In a groundbreaking study slated for publication in Nature Communications in 2025, researchers led by Zhang et al. have unveiled compelling evidence that interleukin-17C (IL-17C) plays a pivotal role in modulating the pathogenic potential of interleukin-17A (IL-17A), thereby driving asthma endotype switching within the complex pathology of bronchiectasis. This discovery not only deepens our molecular understanding of airway inflammatory diseases but also opens promising avenues for precision medicine strategies aimed at this challenging respiratory condition.
Bronchiectasis, a chronic lung disorder characterized by irreversible dilation and inflammation of the bronchial tree, has long been a clinical enigma due to its overlapping manifestations with other airway diseases, such as asthma and chronic obstructive pulmonary disease (COPD). The heterogeneity of bronchiectasis-related inflammation, often marked by transitioning inflammatory endotypes, complicates treatment regimens and prognosis. Zhang and colleagues approached this puzzle through an immunological lens, investigating how cytokine crosstalk may underlie these pathological shifts.
Central to this investigation is the interleukin-17 family of cytokines, with IL-17A historically recognized as a key driver of neutrophilic inflammation in various airway diseases. The novel insight presented by the team centers on IL-17C, a less explored member of this cytokine family. Unlike IL-17A, which is primarily secreted by adaptive immune cells like Th17 cells, IL-17C is produced predominantly by epithelial cells, positioning it as a crucial mediator at the interface of environmental exposure and immune activation in the airway mucosa.
Employing a combination of in vitro and in vivo models, as well as cutting-edge single-cell transcriptomics, the study elegantly demonstrates that IL-17C not only potentiates IL-17A-mediated inflammatory signaling but also orchestrates a phenotypic switch in asthma endotypes within the bronchiectatic milieu. This switching phenomenon, characterized by transitions between eosinophilic and neutrophilic inflammation, has profound implications for personalized therapeutic interventions, as current treatments often fail to address the dynamic nature of airway inflammation.

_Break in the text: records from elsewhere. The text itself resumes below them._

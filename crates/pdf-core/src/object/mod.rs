//! Object cache and the primitive PDF value model.

pub mod cache;
pub mod field;
pub mod types;

use indexmap::IndexMap;

pub use cache::ObjectCache;
pub use field::FieldRef;

/// Interned-looking name token. Kept as a boxed str rather than a true
/// interning table; PDF dictionaries are small, and cloning a handful of
/// bytes per key is cheaper than the bookkeeping a real intern table needs.
#[derive(Debug, Clone, PartialEq, Eq, Hash, PartialOrd, Ord)]
pub struct Name(Box<str>);

impl Name {
    pub fn new(s: impl Into<Box<str>>) -> Self {
        Self(s.into())
    }

    pub fn as_str(&self) -> &str {
        &self.0
    }
}

impl From<&str> for Name {
    fn from(s: &str) -> Self {
        Self::new(s)
    }
}

impl From<String> for Name {
    fn from(s: String) -> Self {
        Self::new(s)
    }
}

impl std::fmt::Display for Name {
    fn fmt(&self, f: &mut std::fmt::Formatter<'_>) -> std::fmt::Result {
        write!(f, "/{}", self.0)
    }
}

/// A PDF number: integer or IEEE-754 double.
#[derive(Debug, Clone, Copy, PartialEq)]
pub enum Number {
    Int(i64),
    Real(f64),
}

impl Number {
    pub fn as_f64(self) -> f64 {
        match self {
            Self::Int(n) => n as f64,
            Self::Real(r) => r,
        }
    }

    pub fn as_i64(self) -> Option<i64> {
        match self {
            Self::Int(n) => Some(n),
            Self::Real(r) => Some(r as i64),
        }
    }
}

/// Decoded string bytes. The literal/hex distinction only matters at decode
/// time; past that point both productions collapse to the same
/// representation.
#[derive(Debug, Clone, PartialEq, Eq)]
pub struct PdfString(pub Vec<u8>);

impl PdfString {
    pub fn as_bytes(&self) -> &[u8] {
        &self.0
    }
}

/// `(object-id, generation)` placeholder for another value.
#[derive(Debug, Clone, Copy, PartialEq, Eq, Hash)]
pub struct ObjectId {
    pub id: u32,
    pub gen: u16,
}

impl ObjectId {
    pub const fn new(id: u32, gen: u16) -> Self {
        Self { id, gen }
    }
}

impl std::fmt::Display for ObjectId {
    fn fmt(&self, f: &mut std::fmt::Formatter<'_>) -> std::fmt::Result {
        write!(f, "{} {} R", self.id, self.gen)
    }
}

pub type Dict = IndexMap<Name, Object>;

/// A dictionary plus an opaque byte sequence whose length is given by the
/// dictionary's `Length` entry.
#[derive(Debug, Clone, PartialEq)]
pub struct Stream {
    pub dict: Dict,
    pub raw: Vec<u8>,
}

/// The full PDF value model: everything a lexed-and-consolidated token can
/// resolve to, short of the typed higher-level records in `object::types`,
/// which are built from these.
#[derive(Debug, Clone, PartialEq)]
pub enum Object {
    Null,
    Bool(bool),
    Number(Number),
    Name(Name),
    String(PdfString),
    Array(Vec<Object>),
    Dict(Dict),
    Reference(ObjectId),
    Stream(Stream),
}

impl Object {
    pub fn as_dict(&self) -> Option<&Dict> {
        match self {
            Self::Dict(d) => Some(d),
            Self::Stream(s) => Some(&s.dict),
            _ => None,
        }
    }

    pub fn as_array(&self) -> Option<&[Object]> {
        match self {
            Self::Array(a) => Some(a),
            _ => None,
        }
    }

    pub fn as_name(&self) -> Option<&str> {
        match self {
            Self::Name(n) => Some(n.as_str()),
            _ => None,
        }
    }

    pub fn as_number(&self) -> Option<Number> {
        match self {
            Self::Number(n) => Some(*n),
            _ => None,
        }
    }

    pub fn as_i64(&self) -> Option<i64> {
        self.as_number().and_then(Number::as_i64)
    }

    pub fn as_f64(&self) -> Option<f64> {
        self.as_number().map(Number::as_f64)
    }

    pub fn as_bool(&self) -> Option<bool> {
        match self {
            Self::Bool(b) => Some(*b),
            _ => None,
        }
    }

    pub fn as_reference(&self) -> Option<ObjectId> {
        match self {
            Self::Reference(r) => Some(*r),
            _ => None,
        }
    }

    pub fn as_string(&self) -> Option<&PdfString> {
        match self {
            Self::String(s) => Some(s),
            _ => None,
        }
    }

    pub fn as_stream(&self) -> Option<&Stream> {
        match self {
            Self::Stream(s) => Some(s),
            _ => None,
        }
    }
}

The mechanistic underpinnings revealed suggest that IL-17C enhances IL-17A receptor expression and amplifies downstream NF-κB and MAPK signaling pathways in airway epithelial cells. This amplification leads to elevated secretion of pro-inflammatory chemokines such as CXCL1 and CXCL8, which recruit neutrophils and perpetuate chronic inflammation. Intriguingly, the team’s data also indicate that IL-17C influences the expression of airway remodeling factors, contributing to the structural changes hallmark in bronchiectasis.
Notably, the study identified that blocking IL-17C signaling attenuated IL-17A’s pathogenic effects, effectively halting the asthma endotype switch in experimental models. This finding holds transformative potential for the development of targeted biologics that may offer therapeutic benefits beyond current corticosteroid and bronchodilator regimens, which often inadequately control neutrophilic inflammation.
Moreover, Zhang et al. employed patient-derived airway epithelial cells to validate their molecular findings, bridging the translational gap between experimental research and clinical relevance. Their data revealed a correlation between elevated airway IL-17C levels and exacerbated disease severity, reinforcing IL-17C’s role as a conceivable biomarker for disease progression and therapeutic responsiveness.
The study also sheds light on the interplay between the microbiome and cytokine milieu in bronchiectasis. Changes in microbial communities, a known factor influencing disease exacerbations, may modulate epithelial IL-17C production, thereby indirectly impacting IL-17A activity and inflammatory endotype dynamics. This axis presents an attractive target for combined immunomodulatory and microbiome-based therapies.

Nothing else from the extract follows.